Atricepts (Pvt) Ltd (applicant) sought an order compelling the 1st respondent, Byron Sengweni N.O., who was trustee of Security Mills (Pvt) Ltd (2nd respondent) under a scheme of arrangement granted under HC 2839/18, to release funds due to the applicant to operationalize the business of Security Mills. The 1st respondent claimed he had already instructed his legal practitioners (Joel Pincus, Konson and Wolhuter) to release US$40,000 to the applicant via email dated 30 October 2020, and stated the only delay was due to a disagreement between Stephanie Zlattner (3rd respondent) and her son Lawrence Eugene Zlattner, both suspended members of the 2nd respondent company. The 3rd respondent sought to be joined and filed opposition papers, claiming to be a beneficiary/trustee of a trust that held shares in the 2nd respondent company. Security Mills had been financially distressed since 1994 and had been subject to various insolvency measures, with the most recent being a scheme of arrangement under HC 565/17.
The court ordered: (1) The 1st respondent is hereby ordered to release to the applicant the amount of US$40,000.00 within forty-eight (48) hours of granting of this order; (2) No order for costs.
A party cannot file an unsigned and unnotarised founding affidavit in a court application without consent from other parties and leave of the court, even with a promise to file a properly executed version later. Documents cannot be improperly withdrawn from or inserted into the court record without proper procedure and notice. A party must establish clear legal standing and capacity when opposing an application, and cannot use interchangeable capacities (beneficiary, shareholder, trustee) without proper legal foundation. A litigant cannot approbate and reprobate (blow hot and cold) by taking contradictory positions on material facts such as the existence of a scheme of arrangement or the status of a trustee. Where opposing papers are improperly before the court and raise issues irrelevant to the application, they constitute no valid opposition and the relief sought should be granted where agreed by the remaining parties.
The court observed that whatever concerns and queries the 3rd respondent may have had regarding the trust, her son Lawrence, or Byron Sengweni could and should be raised in a different forum and different proceedings. She could not take advantage of this application to divert the court's focus to deal with those unrelated issues. The court noted that the 3rd respondent appeared to have thrown in a "cocktail of issues" including requirements for an interdict when the application was not for an interdict at all, in the hope that one ground might succeed. The court commented that a person cannot legally be both a beneficiary and a trustee at the same time under the same trust deed. The court also remarked on the impropriety of the 3rd respondent filing an unreadable, faintly photocopied trust deed as evidence.

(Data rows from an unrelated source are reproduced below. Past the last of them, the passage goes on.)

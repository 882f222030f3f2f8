//! # Envelopes
//!
//! The transport moves opaque JSON values ([`Envelope`]). It enforces no shape
//! on them; request/response pairing is purely "one write, one read" on the same
//! connection.
//!
//! A few envelopes are reserved by convention:
//!
//! - `{"ping": token}` / `{"pong": token}`: client liveness probes. Servers do
//!   not treat them specially; the peer application decides whether to answer.
//! - `{"status": "OK"}`: the acknowledgement a relay hub sends back to the
//!   sender of a broadcast.

use serde_json::{json, Value};
use uuid::Uuid;

/// One message on the wire.
pub type Envelope = Value;

pub const PING_KEY: &str = "ping";
pub const PONG_KEY: &str = "pong";
pub const STATUS_KEY: &str = "status";
pub const STATUS_OK: &str = "OK";

/// Fresh opaque token for a liveness probe.
pub fn new_ping_token() -> String {
    Uuid::new_v4().to_string()
}

pub fn ping_probe(token: &str) -> Envelope {
    json!({ PING_KEY: token })
}

pub fn pong_reply(token: &str) -> Envelope {
    json!({ PONG_KEY: token })
}

/// Token of a `{"ping": token}` envelope, if `envelope` is one.
pub fn ping_token(envelope: &Envelope) -> Option<&str> {
    reserved_token(envelope, PING_KEY)
}

/// Token of a `{"pong": token}` envelope, if `envelope` is one.
pub fn pong_token(envelope: &Envelope) -> Option<&str> {
    reserved_token(envelope, PONG_KEY)
}

/// Acknowledgement sent to the author of a relayed message.
pub fn relay_ack() -> Envelope {
    json!({ STATUS_KEY: STATUS_OK })
}

pub fn is_relay_ack(envelope: &Envelope) -> bool {
    envelope.get(STATUS_KEY).and_then(Value::as_str) == Some(STATUS_OK)
}

// Reserved envelopes carry exactly one field.
fn reserved_token<'a>(envelope: &'a Envelope, key: &str) -> Option<&'a str> {
    let fields = envelope.as_object()?;
    if fields.len() != 1 {
        return None;
    }
    fields.get(key)?.as_str()
}
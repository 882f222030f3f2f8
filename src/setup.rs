//! # Setup Helpers
//!
//! One-call constructors for the common case: a server already accepting in the
//! background, or a client already connected.

use std::time::Duration;

use log::info;

use crate::client::Client;
use crate::common::config::{ClientConfig, ServerConfig};
use crate::common::error::{ConnectionError, ServerError};
use crate::server::Server;

/// Connect timeout used by [`setup_client`].
pub const SETUP_CONNECT_TIMEOUT: Duration = Duration::from_secs(5);

/// Build a server for `config` (relay or echo per `relay_mode`) and start it
/// in the background.
///
/// On success the returned server is bound, listening and accepting.
pub async fn setup_server(config: ServerConfig) -> Result<Server, ServerError> {
    let server = Server::new(config);
    server.start(true).await?;
    if let Some(addr) = server.local_addr() {
        info!("✅ {} server ready on {}", server.mode(), addr);
    }
    Ok(server)
}

/// Build a client for `config` and connect it within [`SETUP_CONNECT_TIMEOUT`].
///
/// No client is returned unless the connect succeeded.
pub async fn setup_client(config: ClientConfig) -> Result<Client, ConnectionError> {
    let mut client = Client::new(config);
    client.connect(SETUP_CONNECT_TIMEOUT).await?;
    Ok(client)
}
//! # Common Components
//!
//! Shared building blocks used by both client and server components.
//!
//! ## Modules
//!
//! - [`codec`]: envelope encoding plus the length-prefixed wire framing
//! - [`connection`]: one framed TCP session with connect/send/receive/close
//! - [`messages`]: the envelope type and reserved ping/pong/ack envelopes
//! - [`config`]: server and client configuration, TOML loading
//! - [`error`]: typed errors for every layer
//! - [`logging`]: the timestamped logger used by the binaries

pub mod codec;
pub mod config;
pub mod connection;
pub mod error;
pub mod logging;
pub mod messages;
//! # Connection Registry
//!
//! Directory of live sessions keyed by peer identity (the client's remote socket
//! address). The accept loop inserts, each session handler removes itself when it
//! ends, and relay broadcasts take snapshots.
//!
//! One `RwLock` guards the map. Every method holds it only for the map
//! operation itself and hands out cloned `Arc<Connection>`s, so no caller ever
//! performs network I/O while holding the lock.

use std::collections::HashMap;
use std::net::SocketAddr;
use std::sync::Arc;

use tokio::sync::RwLock;

use crate::common::connection::Connection;

/// Identity of a connected peer: its address and port.
pub type PeerId = SocketAddr;

#[derive(Default)]
pub struct ConnectionRegistry {
    peers: RwLock<HashMap<PeerId, Arc<Connection>>>,
}

impl ConnectionRegistry {
    pub fn new() -> Self {
        Self::default()
    }

    /// Register a session. Returns the connection previously stored under the
    /// same identity, if any.
    pub async fn insert(&self, peer: PeerId, connection: Arc<Connection>) -> Option<Arc<Connection>> {
        self.peers.write().await.insert(peer, connection)
    }

    pub async fn remove(&self, peer: &PeerId) -> Option<Arc<Connection>> {
        self.peers.write().await.remove(peer)
    }

    /// Remove `peer` only while it still maps to `connection`.
    ///
    /// A session uses this to unregister itself, so a newer session that took
    /// over the same identity stays registered.
    pub async fn remove_if_same(&self, peer: &PeerId, connection: &Arc<Connection>) -> bool {
        let mut peers = self.peers.write().await;
        match peers.get(peer) {
            Some(current) if Arc::ptr_eq(current, connection) => {
                peers.remove(peer);
                true
            }
            _ => false,
        }
    }

    pub async fn contains(&self, peer: &PeerId) -> bool {
        self.peers.read().await.contains_key(peer)
    }

    pub async fn len(&self) -> usize {
        self.peers.read().await.len()
    }

    pub async fn is_empty(&self) -> bool {
        self.peers.read().await.is_empty()
    }

    pub async fn peers(&self) -> Vec<PeerId> {
        self.peers.read().await.keys().copied().collect()
    }

    /// Snapshot of every session except `sender`.
    pub async fn others(&self, sender: &PeerId) -> Vec<(PeerId, Arc<Connection>)> {
        self.peers
            .read()
            .await
            .iter()
            .filter(|(peer, _)| *peer != sender)
            .map(|(peer, conn)| (*peer, Arc::clone(conn)))
            .collect()
    }

    /// Remove and return every session (used on shutdown).
    pub async fn drain(&self) -> Vec<(PeerId, Arc<Connection>)> {
        self.peers.write().await.drain().collect()
    }
}
// One-call setup helpers and configuration files.

mod common;

use std::io::Write;

use serde_json::json;

use common::{client_config, loopback, LONG};
use jsonwire::common::config::{ClientConfig, ServerConfig};
use jsonwire::common::error::{ConnectionError, ServerError};
use jsonwire::server::{ServerMode, ServerState};
use jsonwire::setup::{setup_client, setup_server};

#[tokio::test]
async fn setup_server_picks_the_mode_from_config() {
    let echo = setup_server(loopback()).await.unwrap();
    assert_eq!(echo.mode(), ServerMode::Echo);
    assert!(echo.local_addr().is_some());
    // Already accepting when the helper returns.
    assert_eq!(echo.state(), ServerState::Accepting);

    let relay = setup_server(loopback().with_relay_mode(true)).await.unwrap();
    assert_eq!(relay.mode(), ServerMode::Relay);

    echo.stop().await;
    relay.stop().await;
}

#[tokio::test]
async fn setup_client_returns_a_connected_client() {
    let server = setup_server(loopback()).await.unwrap();
    let mut client = setup_client(client_config(&server)).await.unwrap();

    assert!(client.is_connected());
    assert_eq!(client.connected_at().map(|(_, port)| port), server.local_addr().map(|a| a.port()));
    assert_eq!(client.send_as_json(&json!("hi"), LONG).await.unwrap(), json!("hi"));

    client.close().await;
    server.stop().await;
}

#[tokio::test]
async fn setup_client_reports_a_refused_connection() {
    let port = {
        let probe = std::net::TcpListener::bind("127.0.0.1:0").unwrap();
        probe.local_addr().unwrap().port()
    };

    let err = setup_client(ClientConfig::new("127.0.0.1", port)).await.unwrap_err();
    assert!(matches!(err, ConnectionError::Refused { .. }), "got {err:?}");
}

#[tokio::test]
async fn setup_server_fails_on_an_occupied_port() {
    let running = setup_server(loopback()).await.unwrap();
    let port = running.local_addr().unwrap().port();

    let err = setup_server(ServerConfig::new("127.0.0.1", port)).await.unwrap_err();
    assert!(matches!(err, ServerError::Bind(_)), "got {err:?}");

    // The first server is untouched.
    assert_eq!(running.state(), ServerState::Accepting);
    let mut client = setup_client(client_config(&running)).await.unwrap();
    assert_eq!(client.send_as_json(&json!([1, 2]), LONG).await.unwrap(), json!([1, 2]));

    client.close().await;
    running.stop().await;
}

#[tokio::test]
async fn server_starts_from_a_config_file() {
    let mut file = tempfile::NamedTempFile::new().unwrap();
    writeln!(
        file,
        r#"
bind_address = "127.0.0.1"
bind_port = 0
relay_mode = true
"#
    )
    .unwrap();

    let config = ServerConfig::from_file(file.path()).unwrap();
    assert_eq!(config.max_concurrent_clients, 5);

    let server = setup_server(config).await.unwrap();
    assert_eq!(server.mode(), ServerMode::Relay);
    server.stop().await;
}
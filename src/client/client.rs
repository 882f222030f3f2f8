//! # Client
//!
//! A [`Client`] owns exactly one [`Connection`] to one peer and talks to it in
//! strict request/response turns: one envelope out, one envelope back.
//!
//! ## Failure policy
//!
//! Any failed exchange closes the connection. There is no silent reconnect;
//! callers `connect` again before retrying. [`Client::ping`] is the exception
//! to error reporting: it folds every failure into `false`.
//!
//! ## Usage
//!
//! ```rust,ignore
//! let mut client = Client::new(ClientConfig::new("127.0.0.1", 65432));
//! client.connect(Duration::from_secs(5)).await?;
//!
//! let reply = client
//!     .send_as_json(&json!({ "movie": "Alien" }), Duration::from_secs(1))
//!     .await?;
//! println!("server said {reply}");
//!
//! client.close().await;
//! ```

use std::sync::Arc;
use std::time::Duration;

use log::{debug, info, warn};
use serde::Serialize;

use crate::common::codec::{Codec, JsonCodec};
use crate::common::config::ClientConfig;
use crate::common::connection::Connection;
use crate::common::error::{ClientError, CodecError, ConnectionError};
use crate::common::messages::{new_ping_token, ping_probe, pong_token, Envelope};

/// Request/response client over a single framed connection.
pub struct Client {
    config: ClientConfig,
    connection: Connection,
    codec: Arc<dyn Codec>,
    /// `(address, port)` of the last successful connect, kept for diagnostics
    connected_at: Option<(String, u16)>,
}

impl Client {
    /// Create an unconnected client for the configured peer.
    pub fn new(config: ClientConfig) -> Self {
        let connection = Connection::new(config.remote_address.clone(), config.remote_port)
            .with_io_timeout(config.io_timeout())
            .with_max_frame_bytes(config.max_frame_bytes);

        Self {
            config,
            connection,
            codec: Arc::new(JsonCodec),
            connected_at: None,
        }
    }

    pub fn with_codec(mut self, codec: impl Codec + 'static) -> Self {
        self.codec = Arc::new(codec);
        self
    }

    pub fn config(&self) -> &ClientConfig {
        &self.config
    }

    pub fn connection(&self) -> &Connection {
        &self.connection
    }

    pub fn is_connected(&self) -> bool {
        self.connection.is_connected()
    }

    /// Where the last successful `connect` went.
    pub fn connected_at(&self) -> Option<(&str, u16)> {
        self.connected_at
            .as_ref()
            .map(|(address, port)| (address.as_str(), *port))
    }

    /// Connect to the configured peer.
    ///
    /// Only the transport can fail here, so the error is the bare
    /// [`ConnectionError`]; `?` lifts it into [`ClientError`] where needed.
    pub async fn connect(&mut self, timeout: Duration) -> Result<(), ConnectionError> {
        info!("🔗 Connecting to {}", self.connection.peer_target());
        self.connection.connect(timeout).await?;
        self.connected_at = Some((
            self.connection.peer_address().to_string(),
            self.connection.peer_port(),
        ));
        info!("✅ Connected to {}", self.connection.peer_target());
        Ok(())
    }

    /// Send `value` and wait for the peer's reply.
    ///
    /// Both the send and the receive are bounded by `timeout`.
    ///
    /// # Errors
    /// - `Connection(NotConnected)`: `connect` was not called or the client was closed
    /// - `Connection(Timeout)`: either leg took longer than `timeout`
    /// - `Codec(Decode)`: the reply is not a valid envelope
    /// - `Disconnected`: the peer closed instead of replying
    ///
    /// The connection is closed on every error.
    pub async fn send_as_json<T>(&mut self, value: &T, timeout: Duration) -> Result<Envelope, ClientError>
    where
        T: Serialize + ?Sized,
    {
        let outcome = self.exchange(value, timeout).await;
        self.close_on_error(outcome).await
    }

    /// Wait for one envelope the peer sends unprompted, e.g. a relayed message.
    /// Same failure policy as [`send_as_json`](Self::send_as_json).
    pub async fn receive_json(&mut self, timeout: Duration) -> Result<Envelope, ClientError> {
        let outcome = self.read_envelope(timeout).await;
        self.close_on_error(outcome).await
    }

    /// Check that the peer answers a ping with the matching pong.
    ///
    /// Returns `false` for a wrong token, a malformed reply, a timeout, or a
    /// client that is not connected.
    pub async fn ping(&mut self, timeout: Duration) -> bool {
        let token = new_ping_token();
        match self.send_as_json(&ping_probe(&token), timeout).await {
            Ok(reply) if pong_token(&reply) == Some(token.as_str()) => true,
            Ok(reply) => {
                debug!("🏓 Ping {} answered with {}", token, reply);
                false
            }
            Err(err) => {
                debug!("🏓 Ping {} failed: {}", token, err);
                false
            }
        }
    }

    /// Close the connection. Safe to call repeatedly.
    pub async fn close(&self) {
        if !self.connection.is_connected() {
            return;
        }
        self.connection.close().await;
        if let Some((address, port)) = self.connected_at() {
            info!("🔌 Connection closed at host {} / port {}", address, port);
        }
    }

    async fn exchange<T>(&self, value: &T, timeout: Duration) -> Result<Envelope, ClientError>
    where
        T: Serialize + ?Sized,
    {
        if !self.connection.is_connected() {
            return Err(ConnectionError::NotConnected.into());
        }

        let envelope =
            serde_json::to_value(value).map_err(|e| CodecError::Encode(e.to_string()))?;
        let payload = self.codec.encode(&envelope)?;
        self.connection.send(&payload, timeout).await?;
        self.read_envelope(timeout).await
    }

    async fn read_envelope(&self, timeout: Duration) -> Result<Envelope, ClientError> {
        let payload = self
            .connection
            .receive(self.config.max_frame_bytes, timeout)
            .await?
            .ok_or(ClientError::Disconnected)?;
        Ok(self.codec.decode(&payload)?)
    }

    async fn close_on_error(
        &self,
        outcome: Result<Envelope, ClientError>,
    ) -> Result<Envelope, ClientError> {
        if let Err(err) = &outcome {
            warn!(
                "⚠️  Request to {} failed, closing connection: {}",
                self.connection.peer_target(),
                err
            );
            self.close().await;
        }
        outcome
    }
}

impl std::fmt::Debug for Client {
    fn fmt(&self, f: &mut std::fmt::Formatter<'_>) -> std::fmt::Result {
        f.debug_struct("Client")
            .field("peer", &self.connection.peer_target())
            .field("codec", &self.codec.name())
            .field("connected_at", &self.connected_at)
            .finish()
    }
}
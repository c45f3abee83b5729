//! Small string utilities shared by the block engine and the inline parser.

/// The byte index of the first non-whitespace character, or the string's
/// length when the line is blank.
pub fn first_nonspace(line: &str) -> usize {
    line.bytes()
        .position(|b| !b.is_ascii_whitespace())
        .unwrap_or(line.len())
}

/// The line with trailing whitespace (including the newline) removed.
pub fn trim_end<'a>(line: &'a str) -> &'a str {
    line.trim_end_matches(|c: char| c.is_ascii_whitespace())
}

/// Case-fold a reference name for table lookup.  Reference names match
/// ASCII case-insensitively.
pub fn fold_reference(name: &str) -> String {
    name.to_ascii_lowercase()
}

/// Remove an ATX heading's trailing `#` run, when whitespace separates it
/// from the heading text.  `#` runs glued to the text stay.
pub fn trim_atx_trailer<'a>(text: &'a str) -> &'a str {
    let trimmed = trim_end(text);
    let without_hashes = trimmed.trim_end_matches('#');
    if without_hashes.len() == trimmed.len() {
        return trimmed;
    }
    match without_hashes.bytes().last() {
        None => without_hashes,
        Some(b) if b.is_ascii_whitespace() => trim_end(without_hashes),
        Some(_) => trimmed,
    }
}
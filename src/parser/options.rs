//! Configuration for the parser.  Options are passed per parse call and
//! never held in global state.

/// Umbrella options struct.
///
/// The default enables every extension, matching what most documents
/// expect:
///
/// ```rust
/// use minimark::{parse_document, Arena, Options};
///
/// let arena = Arena::new();
/// let root = parse_document(&arena, "| a |\n|---|\n| b |\n", &Options::default());
/// assert!(root.first_child().is_some());
/// ```
#[derive(Default, Debug, Clone, PartialEq, Eq)]
pub struct Options {
    /// Select which syntax extensions are recognized.
    pub extension: ExtensionOptions,
}

impl Options {
    /// Options with every extension enabled.  Same as `Options::default()`.
    pub fn all() -> Self {
        Options {
            extension: ExtensionOptions::all(),
        }
    }

    /// Options with every extension disabled.
    pub fn none() -> Self {
        Options {
            extension: ExtensionOptions::none(),
        }
    }
}

/// Options to select extensions.
#[derive(Debug, Clone, PartialEq, Eq)]
pub struct ExtensionOptions {
    /// Recognizes pipe-delimited tables.
    ///
    /// ```rust
    /// use minimark::nodes::NodeValue;
    /// use minimark::{parse_document, Arena, Options};
    ///
    /// let arena = Arena::new();
    /// let root = parse_document(&arena, "| a |\n|---|\n| b |\n", &Options::default());
    /// let table = root.first_child().unwrap();
    /// assert!(matches!(table.data.borrow().value, NodeValue::Table));
    /// ```
    pub tables: bool,

    /// Recognizes a `---`-delimited metadata block of `key: value` lines at
    /// the very start of the document.
    ///
    /// ```rust
    /// use minimark::nodes::metadata_value;
    /// use minimark::{parse_document, Arena, Options};
    ///
    /// let arena = Arena::new();
    /// let root = parse_document(&arena, "---\ntitle: Hi\n---\n", &Options::default());
    /// assert_eq!(metadata_value(root, "title").as_deref(), Some("Hi"));
    /// ```
    pub metadata: bool,
}

impl ExtensionOptions {
    /// Every extension enabled.
    pub fn all() -> Self {
        ExtensionOptions {
            tables: true,
            metadata: true,
        }
    }

    /// Every extension disabled.
    pub fn none() -> Self {
        ExtensionOptions {
            tables: false,
            metadata: false,
        }
    }
}

impl Default for ExtensionOptions {
    fn default() -> Self {
        ExtensionOptions::all()
    }
}
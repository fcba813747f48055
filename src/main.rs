use clap::Parser as ClapParser;

#[path = "main/cli.rs"]
mod cli;
#[path = "main/commands.rs"]
mod commands;
#[path = "main/shared.rs"]
mod shared;

use cli::{Cli, Commands};

fn main() {
    shared::init_tracing();
    let cli = Cli::parse();

    match cli.command {
        Commands::Rewrite {
            file,
            output,
            options,
        } => commands::cmd_rewrite(&file, output.as_deref(), options.into()),
        Commands::Check { file, options } => commands::cmd_check(&file, options.into()),
    }
}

This case is significant for establishing procedural requirements in Zimbabwean court applications, particularly regarding the filing of affidavits. It confirms that parties cannot file unsigned and unnotarised affidavits with promises to file proper versions later, and that parties cannot improperly remove and replace documents in the court record. The case also illustrates the principle against approbation and reprobation, and clarifies that parties must establish clear legal standing when opposing applications. It demonstrates the court's approach to schemes of arrangement and the enforcement of trustees' obligations under such schemes. The case reinforces that opposition papers must be properly filed and that opposing parties cannot raise irrelevant issues to divert the court's attention from the main application.